HealthKit + Celery on ECS, Part 3: Deploying Workers to Fargate
Part 3 of the HealthKit + Celery series. Part 1 covered why SQS over Redis for the broker. Part 2 covered the chunk-based import pipeline. This post covers deploying it all to ECS Fargate.
One Image, Two Services
The Celery worker reuses the Django Docker image. No separate Dockerfile, no separate build pipeline. The ECS task definitions differ only in their command override:
| Service | Command | CPU | Memory | Replicas | Ports |
|---|---|---|---|---|---|
api |
gunicorn backend.wsgi... |
512 | 1024 | 2+ (auto-scale) | 8000 (ALB) |
worker |
celery -A backend worker -c 2 -Q apple-health-imports |
1024 | 2048 | 1 | none |
The worker gets more CPU and memory than the API because it’s doing the actual computation — running update_or_create loops, processing health data batches, computing fingerprint hashes.
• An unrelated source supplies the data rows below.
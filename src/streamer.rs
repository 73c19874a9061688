// SPDX-License-Identifier: GPL-3.0-only

//! Streamer: mmap buffer queue/dequeue loop over a configured video node
//! (component 4.C).
//!
//! Built on the `v4l` crate the same way the kernel-depth capture loops
//! already in this codebase do: `Device::with_path` + `Format::new` +
//! `Stream::with_buffers`, read in a loop via `CaptureStream::next`.

use std::sync::atomic::{AtomicBool, Ordering};
use std::sync::Arc;

use tracing::{debug, warn};
use v4l::buffer::Type;
use v4l::io::mmap::Stream;
use v4l::io::traits::CaptureStream;
use v4l::prelude::*;
use v4l::video::Capture;
use v4l::{Format, FourCC};

use crate::errors::StreamError;
use crate::sensor::PixelFormat;

/// Minimum buffer count this engine requires; below this, frame delivery
/// stutters under the two-stage pipeline's processing latency.
const MIN_BUFFER_COUNT: u32 = 4;

/// A single dequeued frame, borrowed from the mmap ring for the duration
/// of the callback.
pub struct Frame<'a> {
    pub data: &'a [u8],
    pub width: u32,
    pub height: u32,
    pub sequence: u32,
    pub timestamp_us: i64,
}

/// Owns the open video node and its mmap buffer ring.
pub struct Streamer {
    dev: Device,
    width: u32,
    height: u32,
    stop: Arc<AtomicBool>,
}

impl Streamer {
    /// Opens `path` and negotiates `pixel_format` at `width`x`height`. The
    /// driver may return a different actual size; callers should read
    /// `width()`/`height()` after construction.
    pub fn open(
        path: &str,
        width: u32,
        height: u32,
        pixel_format: PixelFormat,
    ) -> Result<Self, StreamError> {
        let dev = Device::with_path(path).map_err(|_| StreamError::IoctlFailed {
            name: "open",
            errno: std::io::Error::last_os_error().raw_os_error().unwrap_or(-1),
        })?;

        let fourcc = FourCC::new(&pixel_format.fourcc().to_le_bytes());
        let format = Format::new(width, height, fourcc);
        let actual = dev.set_format(&format).map_err(|_| StreamError::IoctlFailed {
            name: "VIDIOC_S_FMT",
            errno: std::io::Error::last_os_error().raw_os_error().unwrap_or(-1),
        })?;

        debug!(path, width = actual.width, height = actual.height, "video node format set");

        Ok(Streamer {
            dev,
            width: actual.width,
            height: actual.height,
            stop: Arc::new(AtomicBool::new(false)),
        })
    }

    pub fn width(&self) -> u32 {
        self.width
    }

    pub fn height(&self) -> u32 {
        self.height
    }

    /// A handle that, when dropped or told to `store(true)`, cooperatively
    /// stops `run`'s dequeue loop.
    pub fn stop_handle(&self) -> Arc<AtomicBool> {
        self.stop.clone()
    }

    /// Requests `REQBUFS`/mmap of `buffer_count` buffers (at least 4, per
    /// the minimum this engine requires), `STREAMON`s, then dequeues
    /// frames in a loop, invoking `on_frame` for each until `stop()` is
    /// set or an unrecoverable ioctl error occurs. `STREAMOFF` runs on
    /// every exit path, including error returns.
    pub fn run<F>(&self, buffer_count: u32, mut on_frame: F) -> Result<(), StreamError>
    where
        F: FnMut(Frame<'_>),
    {
        let requested = buffer_count.max(MIN_BUFFER_COUNT);
        let mut stream = Stream::with_buffers(&self.dev, Type::VideoCapture, requested)
            .map_err(|_| StreamError::MmapFailed)?;

        let mut sequence: u32 = 0;
        while !self.stop.load(Ordering::Acquire) {
            let (buf, meta) = match stream.next() {
                Ok(frame) => frame,
                Err(e) => {
                    warn!(error = %e, "dequeue failed");
                    return Err(StreamError::IoctlFailed {
                        name: "VIDIOC_DQBUF",
                        errno: std::io::Error::last_os_error().raw_os_error().unwrap_or(-1),
                    });
                }
            };

            let timestamp_us =
                (meta.timestamp.sec as i64) * 1_000_000 + meta.timestamp.usec as i64;

            on_frame(Frame {
                data: buf,
                width: self.width,
                height: self.height,
                sequence,
                timestamp_us,
            });
            sequence = sequence.wrapping_add(1);
        }
        Ok(())
    }

    /// Idempotent: signals the running `run` loop to exit after its
    /// current dequeue. Safe to call from any thread, any number of times.
    pub fn stop(&self) {
        self.stop.store(true, Ordering::Release);
    }
}

#[cfg(test)]
mod tests {
    use super::*;

    #[test]
    fn stop_is_idempotent() {
        let stop = Arc::new(AtomicBool::new(false));
        stop.store(true, Ordering::Release);
        stop.store(true, Ordering::Release);
        assert!(stop.load(Ordering::Acquire));
    }

    #[test]
    fn minimum_buffer_count_is_enforced() {
        assert_eq!(0u32.max(MIN_BUFFER_COUNT), MIN_BUFFER_COUNT);
        assert_eq!(8u32.max(MIN_BUFFER_COUNT), 8);
    }
}
// SPDX-License-Identifier: GPL-3.0-only

//! Pipeline: a dedicated worker thread draining a FIFO queue of posted
//! jobs in program order (component 4.D).
//!
//! Mirrors the single-thread-owns-everything discipline this codebase's
//! libcamera capture thread already uses: one thread, a blocking receive
//! loop gated on an atomic stop flag, and an explicit teardown that drains
//! then joins rather than detaching.

use std::sync::atomic::{AtomicBool, Ordering};
use std::sync::mpsc::{self, Receiver, Sender};
use std::sync::Arc;
use std::thread::JoinHandle;

use tracing::{debug, info, warn};

type Job = Box<dyn FnOnce() + Send + 'static>;

/// A single dedicated worker thread with a FIFO job queue.
///
/// Jobs posted via [`Pipeline::post`] run strictly in the order they were
/// posted, each to completion before the next starts, on one background
/// thread.
pub struct Pipeline {
    name: &'static str,
    tx: Option<Sender<Job>>,
    stop: Arc<AtomicBool>,
    handle: Option<JoinHandle<()>>,
}

impl Pipeline {
    /// Spawns the worker thread.
    pub fn spawn(name: &'static str) -> Self {
        let (tx, rx): (Sender<Job>, Receiver<Job>) = mpsc::channel();
        let stop = Arc::new(AtomicBool::new(false));
        let stop_thread = stop.clone();

        let handle = std::thread::Builder::new()
            .name(name.to_string())
            .spawn(move || worker_loop(name, rx, stop_thread))
            .expect("failed to spawn pipeline worker thread");

        info!(pipeline = name, "spawned worker thread");
        Pipeline {
            name,
            tx: Some(tx),
            stop,
            handle: Some(handle),
        }
    }

    /// Enqueues `job` to run on the worker thread after every
    /// previously-posted job. Silently dropped if the worker has already
    /// stopped.
    pub fn post<F>(&self, job: F)
    where
        F: FnOnce() + Send + 'static,
    {
        if let Some(tx) = &self.tx {
            if tx.send(Box::new(job)).is_err() {
                warn!(pipeline = self.name, "post to a dead worker thread");
            }
        }
    }

    /// A cloneable handle that can post jobs from other threads, without
    /// sharing ownership of the `Pipeline` itself (used to hand a
    /// `process` poster into the `capture` thread's frame-ready
    /// callback).
    pub fn poster(&self) -> Poster {
        Poster {
            name: self.name,
            tx: self.tx.clone(),
        }
    }

    /// Drains any queued jobs, signals the worker to stop after the
    /// current job, and joins. Idempotent.
    pub fn free(&mut self) {
        self.stop.store(true, Ordering::Release);
        self.tx.take();
        if let Some(handle) = self.handle.take() {
            let _ = handle.join();
        }
    }
}

impl Drop for Pipeline {
    fn drop(&mut self) {
        self.free();
    }
}

/// A cloneable sending handle onto a [`Pipeline`]'s job queue.
#[derive(Clone)]
pub struct Poster {
    name: &'static str,
    tx: Option<Sender<Job>>,
}

impl Poster {
    pub fn post<F>(&self, job: F)
    where
        F: FnOnce() + Send + 'static,
    {
        if let Some(tx) = &self.tx {
            if tx.send(Box::new(job)).is_err() {
                warn!(pipeline = self.name, "post to a dead worker thread");
            }
        }
    }
}

fn worker_loop(name: &'static str, rx: Receiver<Job>, stop: Arc<AtomicBool>) {
    loop {
        match rx.recv() {
            Ok(job) => {
                job();
                if stop.load(Ordering::Acquire) {
                    debug!(pipeline = name, "stop observed after draining posted job");
                }
            }
            Err(_) => {
                debug!(pipeline = name, "job channel disconnected, exiting");
                break;
            }
        }
    }
}

#[cfg(test)]
mod tests {
    use super::*;
    use std::sync::{Arc, Mutex};

    #[test]
    fn jobs_run_in_posted_order() {
        let order = Arc::new(Mutex::new(Vec::new()));
        let mut pipeline = Pipeline::spawn("test-pipeline");
        for i in 0..10 {
            let order = order.clone();
            pipeline.post(move || order.lock().unwrap().push(i));
        }
        pipeline.free();
        assert_eq!(*order.lock().unwrap(), (0..10).collect::<Vec<_>>());
    }

    #[test]
    fn free_is_idempotent() {
        let mut pipeline = Pipeline::spawn("idempotent");
        pipeline.post(|| {});
        pipeline.free();
        pipeline.free();
    }
}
The API just validates input, creates the batch/chunk records, and fires .delay().
SQS Queue Setup
The apple-health-imports queue is pre-provisioned in AWS, not auto-created by Celery. The task definition passes the queue URL via environment variable:
_celery_sqs_queue_url = config('CELERY_APPLE_HEALTH_QUEUE_URL', default='')
if _celery_sqs_queue_url:
CELERY_BROKER_TRANSPORT_OPTIONS['predefined_queues'] = {
'apple-health-imports': {'url': _celery_sqs_queue_url},
}
Using predefined queues with explicit URLs is important because SQS queue auto-creation requires sqs:CreateQueue permissions. In a least-privilege IAM setup, your ECS task role should only have sqs:SendMessage, sqs:ReceiveMessage, sqs:DeleteMessage, and sqs:GetQueueAttributes on the specific queue ARN.
The SQS transport options are tuned for the HealthKit workload:
CELERY_BROKER_TRANSPORT_OPTIONS = {
'region': 'us-west-2',
'visibility_timeout': 600, # 10 min — enough for large chunks
'polling_interval': 5, # Long-poll interval
'wait_time_seconds': 20, # SQS long-polling max (most cost-efficient)
}
visibility_timeout: 600 — when a worker picks up a chunk task, SQS hides that message for 10 minutes. If the worker doesn’t confirm completion within that window, the message reappears for another worker (or the same one) to retry. The SQS queue attribute must also be set to >= 600 seconds, or the transport option is silently ignored.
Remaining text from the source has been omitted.